Человек героической жизни, русский географ Андрей Краснов написал в письме к своему другу Вернадскому замечательные слова: любовь без знания любимого предмета есть зло. Он имел в виду стремление русской интеллигенции помочь народу, исходя из чувства любви. Любовь хороша и нравственна в личной сфере, но она становится чрезвычайно опасной, как только превращается в общественное чувство. И в самом деле, основная масса несчастий на Земле проистекла от неумелого делания добра и худшее зло есть некомпетентность при добрых намерениях. Не счесть доброхотов, декларировавших нам ради нашего же блага то-то и то-то, не счесть искренних желаний и надежд помочь нам, и что в результате? Не мы ли клялись сделать ее или его, свою самую дорогую и своего самого дорогого, счастливой или счастливым, а многие ли могут этим похвастаться?

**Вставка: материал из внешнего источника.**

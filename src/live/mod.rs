pub mod coordinator;
pub mod session;
pub mod signaling;

pub use session::{LiveSnapshot, LiveState, StreamKind};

Сегодня стало ясно, что делание добра - это профессия, ее нельзя делать кустарно. И в обществе следует жить не по любви, а по договору. Оно так надежнее, хотя кажется, что и холоднее. Человек, который по Маслоу пришел к культуре радости, уже начинает отдавать себе отчет, что жить нужно для себя, вернее, воспитывать свою жизнь, делать самого себя, но упаси Бог распространять свой опыт на других. Нельзя давать советы, кроме самых простеньких, нельзя навязывать свои ценности другому, нельзя ставить свои цели перед другими. Они у другого будут другими и никто их не сформулирует человеку кроме него самого.

Поэтому в центре системы ценностей современного человека, достигшего берега радости, стоит он сам, потом - его близкие, затем дальние, нация, все человечество, а потом уж материальная вселенная - наиболее малое образование, не идущее ни в какое сравнение с внутренним миром человека.

***

В Евангелии Иисус называет себя Сыном человеческим. Меня это всегда озадачивало. Разве мы все не являемся чьими-то сынами и дочерьми. Если это указание на общечеловечность, то есть Он сам как бы дитя всех сразу, это тоже не вполне конкретно, тут нет отчетливого смысла, потому что каждый тоже несет общие родовые, расовые, например, цвет кожи и далее - вообще видовые признаки, как телесные, так и духовные, способность мыслить, например, или говорить.

Теперь у меня мелькает иногда догадка, почему Он себя так назвал. Он открывает собой следующую генерацию разумных существ, идущую на смену людям. Человек есть первое разумное существо, но ведь никто не сказал, что последнее. И вот Он - второе разумное существо, неизмеримо более могущественное. Не человек, а сын человеческий.